Если осмысливание нашей повседневной речевой коммуникации происходит на континуальном уровне, то можно высказать предположение о том, что само мышление существенно континуально. Отсюда постоянно повторяющиеся даже у поэтов высказывания о недостаточности выразительных средств языка. Ритм в поэзии и песнопении – попытка наложить континуальную составляющую на дискретные носители речи. Смутные предания о лемурийцах, чья речь была подобна журчанию ручья, – отголоски о до-логических, континуальных формах коммуникации. Пластические виды искусства – единственно оставшиеся у нас формы континуальной коммуникации. В музыке дискретные знаки нот сами не являются средствами коммуникации – это только запись того, что надо делать, чтобы воспроизвести континуально воспринимаемую последовательность звуков. А вот абстрактная живопись – это уже попытка построения существенно дискретной коммуникации для эмоциональной сферы жизни. Подробнее о дискретном характере языка абстрактной живописи в книге [Налимов, 1974, гл. V].

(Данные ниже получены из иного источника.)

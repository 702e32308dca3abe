//! Heuristic CoinJoin detector.
//!
//! Pure and deterministic: a transaction body goes in, a verdict comes
//! out. No I/O happens here. Structural indicators accumulate a weighted
//! score; two specialised pattern detectors (Wasabi, Samourai/Whirlpool)
//! run on top and force a positive verdict when they fire.

use bitcoin::Amount;

use crate::config::ClassifierConfig;
use crate::types::{DetectionMethod, Indicators, SizeClass, Transaction, Verdict};

pub struct HeuristicDetector {
    config: ClassifierConfig,
}

impl HeuristicDetector {
    pub fn new(config: ClassifierConfig) -> Self {
        Self { config }
    }

    /// Classify a transaction body. Reasons name every contributing
    /// indicator in accumulation order.
    #[must_use]
    pub fn classify(&self, tx: &Transaction) -> Verdict {
        let config = &self.config;
        let weights = &config.weights;
        let indicators = compute_indicators(tx);

        let mut score = 0.0;
        let mut reasons = Vec::new();

        if indicators.input_count >= config.min_inputs {
            score += weights.many_inputs;
            reasons.push(format!(
                "many inputs ({} >= {})",
                indicators.input_count, config.min_inputs
            ));
        }
        if indicators.output_count >= config.min_outputs {
            score += weights.many_outputs;
            reasons.push(format!(
                "many outputs ({} >= {})",
                indicators.output_count, config.min_outputs
            ));
        }
        if indicators.distinct_output_values <= config.max_distinct_output_values {
            score += weights.output_uniformity;
            reasons.push(format!(
                "output uniformity ({} distinct values)",
                indicators.distinct_output_values
            ));
        }
        if indicators.unique_input_addresses > config.min_unique_input_addresses {
            score += weights.input_diversity;
            reasons.push(format!(
                "input diversity ({} unique addresses)",
                indicators.unique_input_addresses
            ));
        }
        if indicators.input_count + indicators.output_count > config.large_tx_total {
            score += weights.large_transaction;
            reasons.push(format!(
                "large transaction ({} inputs + outputs)",
                indicators.input_count + indicators.output_count
            ));
        }

        // Specialised detectors. Whirlpool is the more specific shape, so
        // it takes precedence when both would match.
        let mut method = DetectionMethod::Heuristic;
        if let Some(denomination) = self.samourai_pattern(tx, &indicators) {
            score += weights.samourai_pattern;
            reasons.push(format!(
                "samourai whirlpool pattern ({}-in {}-out at {} sat)",
                indicators.input_count,
                indicators.output_count,
                denomination.to_sat()
            ));
            method = DetectionMethod::Samourai;
        } else if let Some((denomination, count)) = self.wasabi_pattern(tx) {
            score += weights.wasabi_pattern;
            reasons.push(format!(
                "wasabi denomination pattern ({count} outputs near {} sat)",
                denomination.to_sat()
            ));
            method = DetectionMethod::Wasabi;
        }

        let is_coinjoin =
            !matches!(method, DetectionMethod::Heuristic) || score > config.score_threshold;

        Verdict {
            is_coinjoin,
            detection_method: method,
            score,
            reasons,
            indicators,
            ml: None,
        }
    }

    /// Wasabi fingerprint: a dominant denomination close to a round
    /// multiple of 0.1 BTC, represented by at least the configured number
    /// of equal outputs, alongside at least one change output. A
    /// transaction whose outputs are *all* one value is Whirlpool-shaped,
    /// not Wasabi-shaped.
    fn wasabi_pattern(&self, tx: &Transaction) -> Option<(Amount, usize)> {
        let config = &self.config;
        let mut counts: Vec<(Amount, usize)> = Vec::new();
        for output in &tx.outputs {
            match counts.iter_mut().find(|(value, _)| *value == output.value) {
                Some((_, count)) => *count += 1,
                None => counts.push((output.value, 1)),
            }
        }

        counts
            .into_iter()
            .filter(|(value, count)| {
                *count >= config.wasabi_min_equal_outputs
                    && *count < tx.outputs.len()
                    && is_near_round_multiple(
                        value.to_sat(),
                        config.wasabi_base_denomination_sat,
                        config.wasabi_denomination_tolerance_sat,
                    )
            })
            .max_by_key(|(_, count)| *count)
    }

    /// Whirlpool fingerprint: equal input and output counts, a single
    /// output value, and that value is one of the known pool
    /// denominations.
    fn samourai_pattern(&self, tx: &Transaction, indicators: &Indicators) -> Option<Amount> {
        if indicators.input_count == 0
            || indicators.input_count != indicators.output_count
            || indicators.distinct_output_values != 1
        {
            return None;
        }

        let value = tx.outputs.first()?.value;
        self.config
            .whirlpool_denominations_sat
            .contains(&value.to_sat())
            .then_some(value)
    }
}

/// Whether `value` lies within `tolerance` of `k * base` for some k >= 1.
fn is_near_round_multiple(value: u64, base: u64, tolerance: u64) -> bool {
    if base == 0 || value + tolerance < base {
        return false;
    }
    let k = ((value + base / 2) / base).max(1);
    let multiple = k.saturating_mul(base);
    value.abs_diff(multiple) <= tolerance
}

/// Compute the structural indicators for a transaction body.
#[must_use]
pub fn compute_indicators(tx: &Transaction) -> Indicators {
    let input_count = tx.inputs.len();
    let output_count = tx.outputs.len();
    let unique_input_addresses = tx.unique_input_addresses();
    let unique_output_addresses = tx.unique_output_addresses();
    let distinct_output_values = tx.distinct_output_values();

    let output_uniformity = if output_count > 1 {
        (output_count - distinct_output_values) as f64 / (output_count - 1) as f64
    } else {
        0.0
    };
    let input_diversity = if input_count > 0 {
        unique_input_addresses as f64 / input_count as f64
    } else {
        0.0
    };

    Indicators {
        input_count,
        output_count,
        unique_input_addresses,
        unique_output_addresses,
        distinct_output_values,
        output_uniformity,
        input_diversity,
        size_class: SizeClass::from_bytes(tx.size),
    }
}

// ==============================================================================
// Tests
// ==============================================================================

Реликтовые формы дологической коммуникации сохранились в простонародной речи. Такой, например, является речевая традиция европейских крестьян от сервантесовского Санчо Пансы до толстовского Платона Каратаева. Оба неграмотны, оба сыплют пословицами, оба не слишком заботятся о логической последовательности, и оба несут в себе многие ценности, характерные для устной культуры [Goody, Wart, 1968, p. 61]. Но можно указать и на нечто более удивительное – на культуры молчания. Одна из них – культура русского средневековья, истоки которой восходят к византийскому исихазму [Мейендорф, 1974]. Ее дух выражен в пластических формах архитектуры церквей, в заставках к священным книгам, в иконах, но не в словах. Не осталось понятной для нас словесной интерпретации священных текстов, той интерпретации, которая позволила бы нам – людям культуры слова – понять особенность русского средневекового мировоззрения. Перед нами не только иконологическое мышление, но и иконологическая форма выражения этого мышления [Померанц, 1974].
Многие по собственному опыту знают, какими необычайно выразительными и значительными становятся фрагменты научного текста, если им удается придать внутренний ритм. Многообразный ритм повествовательной прозы, видимо, только сейчас становится объектом серьезного изучения [Чичерин, 1974], хотя мы всегда его внутренне ощущаем. Религиозные тексты всегда организованы так, чтобы там ощущался внутренний ритм. И именно эта ритмическая организация придает им особую убедительность. «Система заповедей может быть не совсем логичной, но она непременно подчинена единому ритму, она поэтически организована… Не существует никакого образа новой морали, сравнимого со “страстями” Баха, рублевским Спасом, гандхарским Буддой» [Померанц, 1974, с. 423–424]). Нельзя ли все это рассматривать как прямое обращение к континуальной составляющей человеческого мышления?
Мы отдаем себе отчет в том, что наш подход к противопоставлению языка мышлению может быть подвергнут критике. Одно из вероятных возражений можно сформулировать примерно так. Если мозг человека действует как дискретная вычислительная машина, то не может ли оказаться так, что та его часть, которая ответственна собственно за мышление, имеет на несколько порядков больше элементарных носителей, чем другая его часть, ответственная за наше языковое поведение? Внешне это будет выглядеть так, что мышлению мы будем приписывать континуальный характер, а языку – дискретный. Мы готовы принять этот вызов и можем противопоставить ему ряд фактов, известных из психологии мышления, антропологии, психиатрии особых состояний сознания.